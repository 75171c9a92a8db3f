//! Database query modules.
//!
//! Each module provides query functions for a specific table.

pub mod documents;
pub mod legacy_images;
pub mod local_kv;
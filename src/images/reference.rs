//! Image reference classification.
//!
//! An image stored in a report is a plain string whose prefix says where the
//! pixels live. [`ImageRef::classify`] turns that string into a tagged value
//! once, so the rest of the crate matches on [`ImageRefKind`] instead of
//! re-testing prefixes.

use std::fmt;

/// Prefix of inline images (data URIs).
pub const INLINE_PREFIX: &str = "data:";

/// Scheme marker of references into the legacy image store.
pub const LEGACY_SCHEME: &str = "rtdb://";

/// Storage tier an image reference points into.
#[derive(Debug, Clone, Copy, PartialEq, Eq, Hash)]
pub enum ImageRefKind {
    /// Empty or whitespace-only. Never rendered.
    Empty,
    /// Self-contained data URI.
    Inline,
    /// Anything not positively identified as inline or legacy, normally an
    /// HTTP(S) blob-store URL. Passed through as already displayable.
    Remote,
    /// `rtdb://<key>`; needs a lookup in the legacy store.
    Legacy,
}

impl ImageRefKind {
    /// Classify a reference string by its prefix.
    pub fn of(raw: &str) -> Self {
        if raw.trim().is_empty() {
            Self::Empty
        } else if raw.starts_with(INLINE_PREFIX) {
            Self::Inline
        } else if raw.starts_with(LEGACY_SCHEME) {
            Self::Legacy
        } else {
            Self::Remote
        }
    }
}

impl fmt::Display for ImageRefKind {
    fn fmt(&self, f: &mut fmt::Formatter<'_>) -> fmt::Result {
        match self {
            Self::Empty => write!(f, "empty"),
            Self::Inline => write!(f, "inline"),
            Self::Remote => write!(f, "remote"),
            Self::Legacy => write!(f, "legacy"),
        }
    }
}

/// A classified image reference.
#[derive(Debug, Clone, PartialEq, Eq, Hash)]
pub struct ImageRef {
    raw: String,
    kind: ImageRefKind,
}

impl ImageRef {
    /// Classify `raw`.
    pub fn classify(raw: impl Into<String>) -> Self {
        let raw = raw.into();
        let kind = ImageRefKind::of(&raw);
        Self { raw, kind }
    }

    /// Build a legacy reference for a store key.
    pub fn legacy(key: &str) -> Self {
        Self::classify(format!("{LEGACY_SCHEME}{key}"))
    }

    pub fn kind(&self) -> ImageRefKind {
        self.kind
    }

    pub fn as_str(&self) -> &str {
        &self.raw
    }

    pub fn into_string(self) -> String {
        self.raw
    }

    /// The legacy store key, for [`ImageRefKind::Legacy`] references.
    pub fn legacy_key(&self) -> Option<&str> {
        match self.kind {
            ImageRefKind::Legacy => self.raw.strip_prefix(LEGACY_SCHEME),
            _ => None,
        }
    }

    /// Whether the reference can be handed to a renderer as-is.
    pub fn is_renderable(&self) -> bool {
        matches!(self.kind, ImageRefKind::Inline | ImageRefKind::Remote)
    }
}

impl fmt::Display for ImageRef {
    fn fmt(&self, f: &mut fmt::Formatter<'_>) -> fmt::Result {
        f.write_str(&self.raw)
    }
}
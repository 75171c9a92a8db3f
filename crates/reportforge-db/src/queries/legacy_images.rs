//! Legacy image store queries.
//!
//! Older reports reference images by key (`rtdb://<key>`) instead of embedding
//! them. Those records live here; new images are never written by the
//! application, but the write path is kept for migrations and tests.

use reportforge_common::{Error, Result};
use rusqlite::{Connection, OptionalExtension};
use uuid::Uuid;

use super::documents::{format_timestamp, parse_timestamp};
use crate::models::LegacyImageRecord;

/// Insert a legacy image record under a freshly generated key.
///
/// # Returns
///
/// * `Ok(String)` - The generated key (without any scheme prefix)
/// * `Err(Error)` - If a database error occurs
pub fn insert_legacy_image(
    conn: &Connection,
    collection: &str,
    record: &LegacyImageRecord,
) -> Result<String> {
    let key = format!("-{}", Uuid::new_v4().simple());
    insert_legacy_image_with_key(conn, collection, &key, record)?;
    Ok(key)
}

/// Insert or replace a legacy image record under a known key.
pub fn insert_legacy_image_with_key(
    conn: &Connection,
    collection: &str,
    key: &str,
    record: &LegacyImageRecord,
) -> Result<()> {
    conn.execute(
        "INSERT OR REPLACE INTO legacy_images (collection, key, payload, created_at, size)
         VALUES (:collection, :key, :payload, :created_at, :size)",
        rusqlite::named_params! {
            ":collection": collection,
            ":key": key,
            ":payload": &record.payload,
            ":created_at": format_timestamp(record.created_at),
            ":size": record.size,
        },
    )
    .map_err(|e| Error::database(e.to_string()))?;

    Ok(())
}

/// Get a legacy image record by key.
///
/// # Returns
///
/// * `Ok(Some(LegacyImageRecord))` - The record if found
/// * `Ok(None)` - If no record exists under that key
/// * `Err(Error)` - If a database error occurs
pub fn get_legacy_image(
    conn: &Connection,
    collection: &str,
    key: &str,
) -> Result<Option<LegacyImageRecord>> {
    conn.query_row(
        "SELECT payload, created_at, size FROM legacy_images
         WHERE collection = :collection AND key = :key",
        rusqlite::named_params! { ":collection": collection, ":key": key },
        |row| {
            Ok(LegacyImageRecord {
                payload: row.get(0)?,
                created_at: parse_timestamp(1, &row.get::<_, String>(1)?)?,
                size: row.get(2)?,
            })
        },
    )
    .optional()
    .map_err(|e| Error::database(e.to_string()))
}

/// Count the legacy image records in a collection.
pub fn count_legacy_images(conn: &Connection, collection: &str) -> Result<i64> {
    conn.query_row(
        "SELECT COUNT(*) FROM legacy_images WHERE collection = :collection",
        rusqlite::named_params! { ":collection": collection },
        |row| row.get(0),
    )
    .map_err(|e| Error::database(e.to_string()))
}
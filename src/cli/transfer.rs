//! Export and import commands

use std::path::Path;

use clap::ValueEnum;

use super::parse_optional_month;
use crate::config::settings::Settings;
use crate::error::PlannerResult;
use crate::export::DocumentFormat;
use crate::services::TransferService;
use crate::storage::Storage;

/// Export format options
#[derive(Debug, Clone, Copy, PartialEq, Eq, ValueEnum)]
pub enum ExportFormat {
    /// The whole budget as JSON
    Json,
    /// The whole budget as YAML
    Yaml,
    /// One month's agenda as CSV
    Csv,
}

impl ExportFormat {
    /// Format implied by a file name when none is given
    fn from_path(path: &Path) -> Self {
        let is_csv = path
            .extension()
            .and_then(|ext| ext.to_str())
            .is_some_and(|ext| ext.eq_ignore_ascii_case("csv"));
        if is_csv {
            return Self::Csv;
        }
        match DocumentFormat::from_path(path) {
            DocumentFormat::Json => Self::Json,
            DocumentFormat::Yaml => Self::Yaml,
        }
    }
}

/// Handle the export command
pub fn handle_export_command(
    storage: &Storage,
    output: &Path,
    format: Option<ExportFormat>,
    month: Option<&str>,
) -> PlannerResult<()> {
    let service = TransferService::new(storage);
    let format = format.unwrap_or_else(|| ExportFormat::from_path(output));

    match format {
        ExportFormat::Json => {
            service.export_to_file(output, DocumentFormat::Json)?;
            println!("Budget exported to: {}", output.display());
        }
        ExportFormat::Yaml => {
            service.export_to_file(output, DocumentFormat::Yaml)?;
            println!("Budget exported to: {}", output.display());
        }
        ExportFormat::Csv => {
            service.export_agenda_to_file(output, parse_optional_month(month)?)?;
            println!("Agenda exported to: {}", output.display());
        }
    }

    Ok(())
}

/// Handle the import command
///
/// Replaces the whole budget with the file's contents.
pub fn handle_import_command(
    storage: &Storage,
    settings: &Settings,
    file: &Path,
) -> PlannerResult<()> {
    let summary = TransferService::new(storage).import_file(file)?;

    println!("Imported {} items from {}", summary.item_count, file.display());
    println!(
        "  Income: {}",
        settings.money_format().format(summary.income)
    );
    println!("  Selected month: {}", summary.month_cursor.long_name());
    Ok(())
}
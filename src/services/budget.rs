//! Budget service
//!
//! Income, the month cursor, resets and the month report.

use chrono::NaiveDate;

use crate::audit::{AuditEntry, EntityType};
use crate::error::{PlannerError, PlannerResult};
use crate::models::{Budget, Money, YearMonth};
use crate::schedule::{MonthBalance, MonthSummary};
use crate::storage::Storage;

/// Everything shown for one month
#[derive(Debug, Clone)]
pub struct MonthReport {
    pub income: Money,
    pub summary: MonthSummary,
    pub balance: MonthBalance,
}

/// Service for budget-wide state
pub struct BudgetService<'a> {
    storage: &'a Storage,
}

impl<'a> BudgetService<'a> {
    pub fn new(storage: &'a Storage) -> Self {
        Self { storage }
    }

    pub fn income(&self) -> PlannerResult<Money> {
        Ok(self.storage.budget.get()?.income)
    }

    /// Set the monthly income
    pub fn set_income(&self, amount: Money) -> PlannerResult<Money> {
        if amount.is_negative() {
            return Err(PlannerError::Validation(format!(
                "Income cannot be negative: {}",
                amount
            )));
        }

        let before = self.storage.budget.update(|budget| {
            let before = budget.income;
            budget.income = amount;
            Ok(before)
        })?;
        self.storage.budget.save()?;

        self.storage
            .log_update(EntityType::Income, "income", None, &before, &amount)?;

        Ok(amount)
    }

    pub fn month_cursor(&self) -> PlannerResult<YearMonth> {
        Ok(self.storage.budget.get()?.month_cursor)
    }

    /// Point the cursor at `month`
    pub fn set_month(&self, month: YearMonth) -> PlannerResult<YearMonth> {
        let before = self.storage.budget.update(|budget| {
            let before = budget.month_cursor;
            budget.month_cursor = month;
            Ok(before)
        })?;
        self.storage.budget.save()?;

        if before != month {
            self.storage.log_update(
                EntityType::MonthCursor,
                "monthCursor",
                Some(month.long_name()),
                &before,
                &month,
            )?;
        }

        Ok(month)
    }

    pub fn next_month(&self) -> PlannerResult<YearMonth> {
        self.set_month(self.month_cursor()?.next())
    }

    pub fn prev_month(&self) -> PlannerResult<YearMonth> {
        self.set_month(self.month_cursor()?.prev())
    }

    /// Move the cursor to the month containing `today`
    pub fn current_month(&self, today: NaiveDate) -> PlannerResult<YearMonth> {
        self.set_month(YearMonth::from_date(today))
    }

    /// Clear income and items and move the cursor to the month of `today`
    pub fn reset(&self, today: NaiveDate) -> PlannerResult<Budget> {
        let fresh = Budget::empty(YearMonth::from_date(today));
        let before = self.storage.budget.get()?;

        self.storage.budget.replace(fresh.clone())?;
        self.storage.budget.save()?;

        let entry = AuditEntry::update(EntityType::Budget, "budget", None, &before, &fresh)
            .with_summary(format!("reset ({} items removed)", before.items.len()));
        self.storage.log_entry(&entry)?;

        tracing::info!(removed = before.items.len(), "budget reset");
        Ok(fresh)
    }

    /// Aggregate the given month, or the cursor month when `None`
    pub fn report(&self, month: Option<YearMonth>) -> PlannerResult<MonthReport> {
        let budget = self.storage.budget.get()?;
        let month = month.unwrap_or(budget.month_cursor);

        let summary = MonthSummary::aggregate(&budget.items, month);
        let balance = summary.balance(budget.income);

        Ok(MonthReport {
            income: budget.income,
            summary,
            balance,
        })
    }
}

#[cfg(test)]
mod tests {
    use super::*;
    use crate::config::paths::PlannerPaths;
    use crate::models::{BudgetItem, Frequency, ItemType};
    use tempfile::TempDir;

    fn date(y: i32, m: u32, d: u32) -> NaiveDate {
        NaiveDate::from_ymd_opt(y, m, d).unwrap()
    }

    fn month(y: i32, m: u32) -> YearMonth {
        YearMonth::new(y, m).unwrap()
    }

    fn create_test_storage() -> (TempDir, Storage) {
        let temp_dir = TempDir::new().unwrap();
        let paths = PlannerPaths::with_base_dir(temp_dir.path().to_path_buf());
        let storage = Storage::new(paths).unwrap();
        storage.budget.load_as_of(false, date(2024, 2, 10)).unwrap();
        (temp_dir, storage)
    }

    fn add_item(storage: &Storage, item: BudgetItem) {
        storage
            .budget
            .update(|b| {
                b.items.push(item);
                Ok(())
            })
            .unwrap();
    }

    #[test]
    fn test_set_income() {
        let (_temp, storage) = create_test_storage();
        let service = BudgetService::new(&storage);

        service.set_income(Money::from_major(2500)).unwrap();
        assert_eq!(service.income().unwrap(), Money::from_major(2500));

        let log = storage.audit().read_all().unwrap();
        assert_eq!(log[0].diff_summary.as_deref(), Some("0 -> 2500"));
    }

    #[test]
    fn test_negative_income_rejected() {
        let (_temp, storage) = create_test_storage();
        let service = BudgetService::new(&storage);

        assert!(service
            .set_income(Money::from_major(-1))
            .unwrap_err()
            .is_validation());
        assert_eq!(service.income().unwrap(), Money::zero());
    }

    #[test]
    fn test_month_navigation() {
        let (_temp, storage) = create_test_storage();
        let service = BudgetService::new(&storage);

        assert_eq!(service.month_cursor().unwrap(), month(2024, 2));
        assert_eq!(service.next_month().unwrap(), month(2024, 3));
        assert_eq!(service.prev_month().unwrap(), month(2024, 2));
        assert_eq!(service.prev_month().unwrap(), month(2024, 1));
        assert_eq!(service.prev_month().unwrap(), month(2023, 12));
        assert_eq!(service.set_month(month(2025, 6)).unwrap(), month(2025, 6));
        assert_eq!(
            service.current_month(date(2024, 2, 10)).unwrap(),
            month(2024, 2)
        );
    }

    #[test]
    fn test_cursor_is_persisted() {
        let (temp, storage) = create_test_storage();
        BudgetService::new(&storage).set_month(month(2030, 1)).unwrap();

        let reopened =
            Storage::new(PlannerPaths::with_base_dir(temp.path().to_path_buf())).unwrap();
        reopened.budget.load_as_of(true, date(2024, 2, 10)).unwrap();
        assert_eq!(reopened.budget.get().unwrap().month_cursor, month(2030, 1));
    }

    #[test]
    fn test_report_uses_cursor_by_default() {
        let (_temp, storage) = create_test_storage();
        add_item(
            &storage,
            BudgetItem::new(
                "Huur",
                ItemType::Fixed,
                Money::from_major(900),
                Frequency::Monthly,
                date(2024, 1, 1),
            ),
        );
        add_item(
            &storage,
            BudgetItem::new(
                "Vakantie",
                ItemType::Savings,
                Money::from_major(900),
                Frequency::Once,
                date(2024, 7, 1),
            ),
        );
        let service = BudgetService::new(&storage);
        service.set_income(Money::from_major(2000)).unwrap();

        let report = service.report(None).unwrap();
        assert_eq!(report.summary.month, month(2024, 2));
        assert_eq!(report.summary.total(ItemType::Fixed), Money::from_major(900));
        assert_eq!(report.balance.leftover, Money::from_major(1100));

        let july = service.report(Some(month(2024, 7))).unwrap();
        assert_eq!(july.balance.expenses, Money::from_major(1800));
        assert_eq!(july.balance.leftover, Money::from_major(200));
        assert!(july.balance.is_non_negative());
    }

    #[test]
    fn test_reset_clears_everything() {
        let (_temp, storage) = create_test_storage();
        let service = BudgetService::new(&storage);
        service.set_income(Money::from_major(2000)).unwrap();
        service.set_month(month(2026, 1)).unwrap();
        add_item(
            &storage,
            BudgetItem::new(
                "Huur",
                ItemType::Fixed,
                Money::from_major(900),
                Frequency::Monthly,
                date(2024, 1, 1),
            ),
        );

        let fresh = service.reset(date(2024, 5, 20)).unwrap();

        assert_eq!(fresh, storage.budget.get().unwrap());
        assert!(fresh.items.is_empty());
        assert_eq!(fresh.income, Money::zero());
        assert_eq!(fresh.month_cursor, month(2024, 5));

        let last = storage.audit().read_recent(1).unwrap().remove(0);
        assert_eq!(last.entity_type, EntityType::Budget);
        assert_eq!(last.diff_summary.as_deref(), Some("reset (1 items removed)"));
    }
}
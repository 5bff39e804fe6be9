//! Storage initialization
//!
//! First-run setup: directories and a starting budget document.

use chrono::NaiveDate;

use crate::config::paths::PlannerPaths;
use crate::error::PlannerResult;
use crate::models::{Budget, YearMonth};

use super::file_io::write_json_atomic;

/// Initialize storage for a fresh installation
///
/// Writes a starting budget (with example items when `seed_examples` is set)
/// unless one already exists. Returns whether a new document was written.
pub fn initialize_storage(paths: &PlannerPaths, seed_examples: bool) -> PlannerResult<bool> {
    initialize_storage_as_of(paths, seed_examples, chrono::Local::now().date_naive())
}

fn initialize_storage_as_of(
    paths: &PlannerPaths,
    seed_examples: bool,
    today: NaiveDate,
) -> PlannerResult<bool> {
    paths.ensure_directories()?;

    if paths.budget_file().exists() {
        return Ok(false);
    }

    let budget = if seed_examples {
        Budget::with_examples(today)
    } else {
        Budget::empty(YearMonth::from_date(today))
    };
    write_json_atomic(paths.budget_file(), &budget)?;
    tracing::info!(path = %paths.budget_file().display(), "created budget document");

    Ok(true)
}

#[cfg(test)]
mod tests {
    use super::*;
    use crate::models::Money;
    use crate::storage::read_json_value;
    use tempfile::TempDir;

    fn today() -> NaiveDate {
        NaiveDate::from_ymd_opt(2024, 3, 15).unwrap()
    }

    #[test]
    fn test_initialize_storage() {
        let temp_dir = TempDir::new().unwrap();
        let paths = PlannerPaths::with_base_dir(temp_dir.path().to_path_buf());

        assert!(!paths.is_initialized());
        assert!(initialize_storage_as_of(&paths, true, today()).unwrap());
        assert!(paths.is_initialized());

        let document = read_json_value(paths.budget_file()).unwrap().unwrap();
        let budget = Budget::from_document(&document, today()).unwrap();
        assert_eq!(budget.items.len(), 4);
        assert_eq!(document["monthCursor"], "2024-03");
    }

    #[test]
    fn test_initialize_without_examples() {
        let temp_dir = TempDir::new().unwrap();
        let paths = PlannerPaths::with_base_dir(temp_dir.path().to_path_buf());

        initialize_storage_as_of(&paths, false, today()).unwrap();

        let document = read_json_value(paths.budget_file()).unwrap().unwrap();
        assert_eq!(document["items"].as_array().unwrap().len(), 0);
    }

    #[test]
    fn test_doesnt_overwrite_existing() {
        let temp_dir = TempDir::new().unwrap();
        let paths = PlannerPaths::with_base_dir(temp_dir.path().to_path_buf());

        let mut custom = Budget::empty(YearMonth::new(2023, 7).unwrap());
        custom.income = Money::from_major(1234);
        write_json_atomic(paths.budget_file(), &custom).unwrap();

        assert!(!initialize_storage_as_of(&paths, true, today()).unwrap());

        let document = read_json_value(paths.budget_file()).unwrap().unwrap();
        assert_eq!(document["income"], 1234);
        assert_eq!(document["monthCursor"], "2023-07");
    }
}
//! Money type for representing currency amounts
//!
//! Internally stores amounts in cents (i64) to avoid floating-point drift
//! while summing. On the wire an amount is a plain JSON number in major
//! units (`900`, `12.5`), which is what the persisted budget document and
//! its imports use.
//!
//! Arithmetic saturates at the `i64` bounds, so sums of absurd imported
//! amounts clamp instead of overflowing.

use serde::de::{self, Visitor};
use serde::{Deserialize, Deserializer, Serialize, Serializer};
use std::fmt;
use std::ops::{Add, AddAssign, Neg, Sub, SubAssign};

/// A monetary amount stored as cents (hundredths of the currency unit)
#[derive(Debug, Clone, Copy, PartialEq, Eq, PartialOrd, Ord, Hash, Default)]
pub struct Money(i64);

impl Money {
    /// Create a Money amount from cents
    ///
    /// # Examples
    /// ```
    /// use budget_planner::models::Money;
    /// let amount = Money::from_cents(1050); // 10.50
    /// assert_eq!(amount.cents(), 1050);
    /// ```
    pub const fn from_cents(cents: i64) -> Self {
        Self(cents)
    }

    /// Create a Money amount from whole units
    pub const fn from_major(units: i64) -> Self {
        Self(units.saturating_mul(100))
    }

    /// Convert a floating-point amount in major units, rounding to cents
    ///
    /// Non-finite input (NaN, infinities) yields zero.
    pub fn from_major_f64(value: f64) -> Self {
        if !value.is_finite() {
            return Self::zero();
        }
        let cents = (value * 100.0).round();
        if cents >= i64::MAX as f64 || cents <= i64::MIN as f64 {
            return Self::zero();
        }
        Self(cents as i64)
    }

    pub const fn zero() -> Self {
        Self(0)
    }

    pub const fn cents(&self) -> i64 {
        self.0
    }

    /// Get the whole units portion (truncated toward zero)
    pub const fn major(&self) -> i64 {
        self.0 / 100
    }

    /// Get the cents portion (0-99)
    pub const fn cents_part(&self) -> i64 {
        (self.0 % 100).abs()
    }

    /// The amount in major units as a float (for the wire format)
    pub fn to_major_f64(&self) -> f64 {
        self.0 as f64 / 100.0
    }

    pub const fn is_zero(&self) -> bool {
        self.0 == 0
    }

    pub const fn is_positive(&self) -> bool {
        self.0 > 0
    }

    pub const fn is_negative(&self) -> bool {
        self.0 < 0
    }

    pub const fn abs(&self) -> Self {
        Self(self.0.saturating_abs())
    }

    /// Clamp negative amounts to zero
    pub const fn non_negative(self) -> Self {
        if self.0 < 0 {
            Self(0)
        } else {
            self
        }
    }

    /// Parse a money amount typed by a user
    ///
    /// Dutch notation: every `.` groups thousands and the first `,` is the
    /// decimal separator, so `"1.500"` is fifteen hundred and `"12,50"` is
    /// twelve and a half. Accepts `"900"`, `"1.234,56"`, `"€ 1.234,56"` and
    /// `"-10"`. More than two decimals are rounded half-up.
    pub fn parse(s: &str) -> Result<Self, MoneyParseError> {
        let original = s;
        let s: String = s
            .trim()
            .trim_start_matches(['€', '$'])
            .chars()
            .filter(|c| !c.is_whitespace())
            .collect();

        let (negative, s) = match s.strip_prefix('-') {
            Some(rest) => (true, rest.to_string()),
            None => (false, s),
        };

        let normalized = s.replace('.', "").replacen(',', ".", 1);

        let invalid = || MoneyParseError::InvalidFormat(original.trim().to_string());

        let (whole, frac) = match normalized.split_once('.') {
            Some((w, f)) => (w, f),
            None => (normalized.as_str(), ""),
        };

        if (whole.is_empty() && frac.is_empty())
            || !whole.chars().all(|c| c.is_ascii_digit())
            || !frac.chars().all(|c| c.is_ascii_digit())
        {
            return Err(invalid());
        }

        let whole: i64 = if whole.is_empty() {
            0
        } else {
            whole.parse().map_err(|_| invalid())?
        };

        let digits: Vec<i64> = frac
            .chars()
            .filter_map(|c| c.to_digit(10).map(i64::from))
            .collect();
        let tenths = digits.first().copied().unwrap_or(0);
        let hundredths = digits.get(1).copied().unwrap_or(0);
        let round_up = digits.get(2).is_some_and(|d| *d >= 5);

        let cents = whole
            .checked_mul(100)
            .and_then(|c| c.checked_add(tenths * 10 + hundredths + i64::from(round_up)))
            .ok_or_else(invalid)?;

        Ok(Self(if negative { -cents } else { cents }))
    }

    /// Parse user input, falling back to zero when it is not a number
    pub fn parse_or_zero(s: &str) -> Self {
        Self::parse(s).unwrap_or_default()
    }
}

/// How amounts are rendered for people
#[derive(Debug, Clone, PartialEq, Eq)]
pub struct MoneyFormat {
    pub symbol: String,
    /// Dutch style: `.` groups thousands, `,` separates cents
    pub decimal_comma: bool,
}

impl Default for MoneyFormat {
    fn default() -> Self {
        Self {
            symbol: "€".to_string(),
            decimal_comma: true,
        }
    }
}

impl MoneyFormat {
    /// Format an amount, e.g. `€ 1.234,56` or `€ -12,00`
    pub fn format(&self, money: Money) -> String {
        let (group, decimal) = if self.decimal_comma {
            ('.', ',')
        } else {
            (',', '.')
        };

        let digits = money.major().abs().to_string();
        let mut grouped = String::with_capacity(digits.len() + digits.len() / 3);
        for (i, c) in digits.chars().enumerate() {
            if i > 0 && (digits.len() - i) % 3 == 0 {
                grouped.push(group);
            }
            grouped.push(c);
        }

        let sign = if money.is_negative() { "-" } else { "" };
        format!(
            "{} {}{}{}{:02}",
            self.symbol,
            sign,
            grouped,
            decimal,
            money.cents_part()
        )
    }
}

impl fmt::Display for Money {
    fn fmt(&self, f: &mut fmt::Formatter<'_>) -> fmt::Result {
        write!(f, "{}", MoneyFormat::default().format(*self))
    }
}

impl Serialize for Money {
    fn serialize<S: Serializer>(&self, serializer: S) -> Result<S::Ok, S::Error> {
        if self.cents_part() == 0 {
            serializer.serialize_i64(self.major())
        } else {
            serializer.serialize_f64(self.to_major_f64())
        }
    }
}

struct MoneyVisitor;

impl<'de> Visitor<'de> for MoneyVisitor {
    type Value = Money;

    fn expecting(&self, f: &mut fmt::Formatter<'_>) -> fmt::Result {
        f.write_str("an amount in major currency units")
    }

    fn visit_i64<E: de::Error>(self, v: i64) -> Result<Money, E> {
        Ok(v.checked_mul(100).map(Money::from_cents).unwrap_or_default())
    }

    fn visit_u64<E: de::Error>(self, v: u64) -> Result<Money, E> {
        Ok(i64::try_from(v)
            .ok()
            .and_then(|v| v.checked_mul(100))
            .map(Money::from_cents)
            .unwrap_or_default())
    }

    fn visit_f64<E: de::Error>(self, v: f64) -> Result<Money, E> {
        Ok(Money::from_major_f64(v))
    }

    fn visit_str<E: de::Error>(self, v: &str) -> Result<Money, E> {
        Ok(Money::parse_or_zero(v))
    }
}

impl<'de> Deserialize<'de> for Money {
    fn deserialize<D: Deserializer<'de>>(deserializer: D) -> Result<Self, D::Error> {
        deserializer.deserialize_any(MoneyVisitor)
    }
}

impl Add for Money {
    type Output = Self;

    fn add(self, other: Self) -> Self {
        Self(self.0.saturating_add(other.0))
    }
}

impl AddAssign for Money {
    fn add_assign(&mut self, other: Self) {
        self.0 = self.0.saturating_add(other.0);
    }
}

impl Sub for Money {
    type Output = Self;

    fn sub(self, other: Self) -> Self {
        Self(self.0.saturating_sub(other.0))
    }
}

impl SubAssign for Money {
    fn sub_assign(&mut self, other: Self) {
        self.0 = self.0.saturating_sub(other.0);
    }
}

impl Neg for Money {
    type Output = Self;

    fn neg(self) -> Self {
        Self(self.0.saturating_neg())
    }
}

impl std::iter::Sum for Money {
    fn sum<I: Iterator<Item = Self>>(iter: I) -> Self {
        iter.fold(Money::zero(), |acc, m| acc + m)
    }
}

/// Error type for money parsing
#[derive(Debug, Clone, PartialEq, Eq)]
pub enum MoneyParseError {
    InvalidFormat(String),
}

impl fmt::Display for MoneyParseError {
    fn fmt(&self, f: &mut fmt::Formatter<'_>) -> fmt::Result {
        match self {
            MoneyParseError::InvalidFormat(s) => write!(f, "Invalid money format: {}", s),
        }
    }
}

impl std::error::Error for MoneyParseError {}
=-=-=
What you have to do
If a line comes after the one with "says where the", leave it out; reproduce exactly every line of the material from the first up to and including that one.

Expected answer
repository 75171c9a92a8db3f
//! Database query modules.
//!
//! Each module provides query functions for a specific table.

pub mod documents;
pub mod legacy_images;
pub mod local_kv;
filename src/images/reference.rs
//! Image reference classification.
//!
//! An image stored in a report is a plain string whose prefix says where the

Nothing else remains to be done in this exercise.